I’m not really advocating for a second profession per character though, easy enough to live without that, but it will be nice to see a new set of abilities released per class and much better balance in terms of group utility in PvE/PvP OR the return of henchmen so you can get rid of the need to be optimal rather than just viable.
Being “niche” funded a massive company that was able to fund development of GW2 over several years. Solving skill bloat, balance issues and new user overload can all be done while still incorporating things that made GW1 unique and incredible.
One of the major differences between Guild Wars 1 and Guild Wars 2 as far as being an MMO has to do with the composition of parties in the open world.
You simply can’t have tons of parties in the open world comprised of healers and rits and necros with minions, because stuff respawns and people solo without heroes. That alone makes the game significantly different. But there are other issues too.
Guild Wars 1 never had to deal with the challenges of having a hundred players on the screen at the same time in combat. There is no combat in outposts. The most players you had together at one time would have been 24 in a relatively big map in Alliance battles, or 12 in PvE in the Deep or Urgoz’s Warren.

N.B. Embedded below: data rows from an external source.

//! Frame Protocol
//!
//! Wire framing for messages exchanged with the ring daemon: a length prefix
//! and a CRC32 checksum in front of each encoded message.
//!
//! # Frame Format
//!
//! ```text
//! +----------------+----------------+------------------------------------------+
//! | Length (4)     | Checksum (4)   | Payload (variable)                       |
//! | big-endian u32 | CRC32          | JSON text of one message                 |
//! +----------------+----------------+------------------------------------------+
//! ```
//!
//! The Length field contains the size of the payload only (not including the checksum).
//! A zero-length frame is legal and means "no message".
//!
//! # Security
//!
//! - Maximum frame size is enforced to prevent memory exhaustion
//! - Length field is validated before the payload is sliced
//! - CRC32 checksum detects data corruption in transit

use super::TransportError;

/// Maximum payload size (1 MiB)
pub const MAX_FRAME_SIZE: usize = 1024 * 1024;

/// Minimum buffer capacity for decoder
const MIN_BUFFER_CAPACITY: usize = 4096;

/// Frame header size: 4 bytes length + 4 bytes checksum
pub(crate) const HEADER_SIZE: usize = 8;

#[inline]
fn compute_checksum(payload: &[u8]) -> u32 {
    crc32fast::hash(payload)
}

/// Wrap a payload in a frame
///
/// # Errors
///
/// Returns `TransportError::FrameTooLarge` if the payload exceeds `MAX_FRAME_SIZE`.
pub fn encode(payload: &[u8]) -> Result<Vec<u8>, TransportError> {
    if payload.len() > MAX_FRAME_SIZE {
        return Err(TransportError::FrameTooLarge {
            size: payload.len(),
            max: MAX_FRAME_SIZE,
        });
    }

    #[allow(clippy::cast_possible_truncation)]
    let len = payload.len() as u32;
    let checksum = compute_checksum(payload);

    let mut buf = Vec::with_capacity(HEADER_SIZE + payload.len());
    buf.extend_from_slice(&len.to_be_bytes());
    buf.extend_from_slice(&checksum.to_be_bytes());
    buf.extend_from_slice(payload);
    Ok(buf)
}

/// Decoder state machine for streaming frame parsing
///
/// Buffers incoming bytes and yields complete payloads.
#[derive(Debug)]
pub struct FrameDecoder {
    buffer: Vec<u8>,
    /// Position where we've consumed up to
    read_pos: usize,
}

impl Default for FrameDecoder {
    fn default() -> Self {
        Self::new()
    }
}

impl FrameDecoder {
    /// Create a new decoder with default buffer capacity
    #[must_use]
    pub fn new() -> Self {
        Self {
            buffer: Vec::with_capacity(MIN_BUFFER_CAPACITY),
            read_pos: 0,
        }
    }

    /// Append bytes to the buffer
    pub fn push(&mut self, data: &[u8]) {
        // Compact buffer if we've consumed a lot
        if self.read_pos > self.buffer.len() / 2 && self.read_pos > MIN_BUFFER_CAPACITY {
            self.buffer.drain(..self.read_pos);
            self.read_pos = 0;
        }
        self.buffer.extend_from_slice(data);
    }

    /// Number of buffered bytes not yet consumed
    #[must_use]
    pub fn available(&self) -> usize {
        self.buffer.len() - self.read_pos
    }

    /// Try to decode the next frame
    ///
    /// Returns:
    /// - `Ok(Some(payload))` if a complete frame was decoded
    /// - `Ok(None)` if more data is needed
    /// - `Err(TransportError::ChecksumMismatch)` if checksum verification fails
    /// - `Err(TransportError::FrameTooLarge)` if the length prefix is out of bounds
    pub fn decode(&mut self) -> Result<Option<Vec<u8>>, TransportError> {
        let available = self.available();

        if available < HEADER_SIZE {
            return Ok(None);
        }

        let header = &self.buffer[self.read_pos..self.read_pos + HEADER_SIZE];
        let len = u32::from_be_bytes([header[0], header[1], header[2], header[3]]) as usize;
        let expected_checksum = u32::from_be_bytes([header[4], header[5], header[6], header[7]]);

        if len > MAX_FRAME_SIZE {
            return Err(TransportError::FrameTooLarge {
                size: len,
                max: MAX_FRAME_SIZE,
            });
        }

        if available < HEADER_SIZE + len {
            return Ok(None);
        }

        let payload_start = self.read_pos + HEADER_SIZE;
        let payload_end = payload_start + len;
        let payload = &self.buffer[payload_start..payload_end];

        let actual_checksum = compute_checksum(payload);
        if actual_checksum != expected_checksum {
            return Err(TransportError::ChecksumMismatch {
                expected: expected_checksum,
                actual: actual_checksum,
            });
        }

        let payload = payload.to_vec();
        self.read_pos = payload_end;

        Ok(Some(payload))
    }

    /// Clear the buffer
    pub fn clear(&mut self) {
        self.buffer.clear();
        self.read_pos = 0;
    }
}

So where condition damage stacking wasn’t quite as a big a deal in Guild Wars 1, here it’s quite negative, particularly in large events.
As for dungeons, it’s true instances are instances, but Anet has never focused on dungeons per se…and they still don’t. There are 8 dungeons and 1500 dynamic events over 26 zones. I’m pretty sure Anet is more focused on the open world than dugeons, one of the reasons I like this game.
At any rate, a game of this scope requires a bigger budget, which means niche won’t work. That is to say, making the game bigger with more updates requires funding and funding requires people. A niche game was never going to be in the cards for Guild Wars 2. And to appeal to the masses you have to make compromises.
The stuff Guild Wars 1 got away with 8 years ago, it would have never gotten away with in today’s climate. There’s far more competition, far more free to play games, far more expectation from multiplayer games.